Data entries
###

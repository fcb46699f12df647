/*
 * sio - composed, resumable stream I/O operations with cancellation support
 * This is free and unencumbered software released into the public domain.
 */
use std::io::{Write as IoWrite, ErrorKind, Result as IoResult};

use crate::{CompletionCondition, ConsumingBuffers, DynamicBuffer, SioError, transfer_all};

/// What the caller of a [`WriteOp`](WriteOp) operation must do next
pub enum WriteAction<'a> {
    /// Issue exactly *one* single-shot write of this chunk, then report the
    /// outcome via [`complete_flush()`](WriteOp::complete_flush()).
    Flush(&'a [u8]),
    /// The operation has completed; on success the value is the total number
    /// of bytes written.
    Done(Result<usize, SioError>),
}

#[derive(Debug)]
enum State {
    Ask,
    Pending,
    Done(Result<usize, SioError>),
}

/// A composed "write until the completion condition is satisfied" operation
///
/// Repeatedly drains a [`ConsumingBuffers`](crate::ConsumingBuffers) view via
/// single-shot writes. Before every write the
/// [`CompletionCondition`](crate::CompletionCondition) is asked how many more
/// bytes to attempt; the loop stops when the condition says `0`, the view is
/// fully consumed, a write makes zero progress, or an error occurs. Like
/// [`ReadUntil`](crate::ReadUntil) it is an explicit state machine with one
/// suspension point per iteration, drivable blocking (see
/// [`write()`](write())) or from a demultiplexer's completion callbacks.
///
/// [`total()`](WriteOp::total()) reports the running byte count even when
/// the operation ends in an error, so partial progress is never lost.
#[derive(Debug)]
pub struct WriteOp<'a, C> {
    buffers: ConsumingBuffers<'a>,
    condition: C,
    total: usize,
    state: State,
}

impl<'a, C: CompletionCondition> WriteOp<'a, C> {
    pub fn new(buffers: &'a [&'a [u8]], condition: C) -> Self {
        Self {
            buffers: ConsumingBuffers::new(buffers),
            condition,
            total: 0,
            state: State::Ask,
        }
    }

    /// Advances the operation to its next suspension point or completion.
    ///
    /// Must not be called while a [`Flush`](WriteAction::Flush) is
    /// outstanding. Once completed, every further call returns the same
    /// [`Done`](WriteAction::Done) result.
    pub fn next_action(&mut self) -> WriteAction<'a> {
        match &self.state {
            State::Done(result) => return WriteAction::Done(result.clone()),
            State::Pending => panic!("next_action() called while a flush is outstanding!"),
            State::Ask => (),
        }

        let attempt = self.condition.more(None, self.total);
        if attempt == 0 {
            return WriteAction::Done(self.finish(Ok(self.total)));
        }
        match self.buffers.next_chunk(attempt) {
            Some(chunk) => {
                self.state = State::Pending;
                WriteAction::Flush(chunk)
            },
            None => WriteAction::Done(self.finish(Ok(self.total))),
        }
    }

    /// Reports the outcome of the single-shot write requested by the last
    /// [`Flush`](WriteAction::Flush): progress advances the consuming view,
    /// zero bytes with no error ends the operation with the total so far,
    /// and an error ends it with that error.
    pub fn complete_flush(&mut self, result: IoResult<usize>) {
        match self.state {
            State::Pending => (),
            _ => panic!("complete_flush() called without an outstanding flush!"),
        }
        match result {
            Ok(0) => {
                self.state = State::Done(Ok(self.total));
            },
            Ok(count) => {
                self.total += count;
                self.buffers.consume(count);
                self.state = State::Ask;
            },
            Err(error) => {
                self.state = State::Done(Err(error.into()));
            },
        }
    }

    /// The number of bytes transferred so far.
    pub fn total(&self) -> usize {
        self.total
    }

    fn finish(&mut self, result: Result<usize, SioError>) -> Result<usize, SioError> {
        self.state = State::Done(result.clone());
        result
    }
}

/// Writes `buffers` to `stream` until `condition` is satisfied, blocking the
/// calling thread
///
/// Returns the total number of bytes written. A single-shot write that makes
/// zero progress stops the loop with the total so far; callers that require
/// the full sequence use [`write_all()`](write_all()).
pub fn write<S, C>(stream: &mut S, buffers: &[&[u8]], condition: C) -> Result<usize, SioError>
where
    S: IoWrite,
    C: CompletionCondition,
{
    let mut operation = WriteOp::new(buffers, condition);
    loop {
        match operation.next_action() {
            WriteAction::Flush(chunk) => {
                let outcome = write_some(stream, chunk);
                operation.complete_flush(outcome);
            },
            WriteAction::Done(result) => return result,
        }
    }
}

/// Writes the whole of `buffer` to `stream`, blocking the calling thread
///
/// Fails with [`SioError::Incomplete`](crate::SioError::Incomplete) if the
/// stream stops accepting bytes before the buffer is drained.
pub fn write_all<S: IoWrite>(stream: &mut S, buffer: &[u8]) -> Result<usize, SioError> {
    let buffers = [buffer];
    match write(stream, &buffers, transfer_all()) {
        Ok(count) if count < buffer.len() => Err(SioError::Incomplete),
        other => other,
    }
}

/// Writes the committed data of a [`DynamicBuffer`](crate::DynamicBuffer) to
/// `stream` and consumes exactly the bytes that were written, even when the
/// operation ends in an error.
pub fn write_buffer<S, C>(stream: &mut S, buffer: &mut DynamicBuffer, condition: C) -> Result<usize, SioError>
where
    S: IoWrite,
    C: CompletionCondition,
{
    let (transferred, result) = {
        let data = [buffer.data()];
        let mut operation = WriteOp::new(&data, condition);
        let result = loop {
            match operation.next_action() {
                WriteAction::Flush(chunk) => {
                    let outcome = write_some(stream, chunk);
                    operation.complete_flush(outcome);
                },
                WriteAction::Done(result) => break result,
            }
        };
        (operation.total(), result)
    };
    buffer.consume(transferred);
    result
}

fn write_some<S: IoWrite>(stream: &mut S, chunk: &[u8]) -> IoResult<usize> {
    loop {
        match stream.write(chunk) {
            Ok(count) => return Ok(count),
            Err(error) => match error.kind() {
                ErrorKind::Interrupted => (),
                _ => return Err(error),
            },
        }
    }
}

###

-- EXERCISE PROMPT --
Lines holding the word "IoResult" should be copied from the entries above.

-- RESPONSE AREA --
use std::io::{Write as IoWrite, ErrorKind, Result as IoResult};
    pub fn complete_flush(&mut self, result: IoResult<usize>) {
fn write_some<S: IoWrite>(stream: &mut S, chunk: &[u8]) -> IoResult<usize> {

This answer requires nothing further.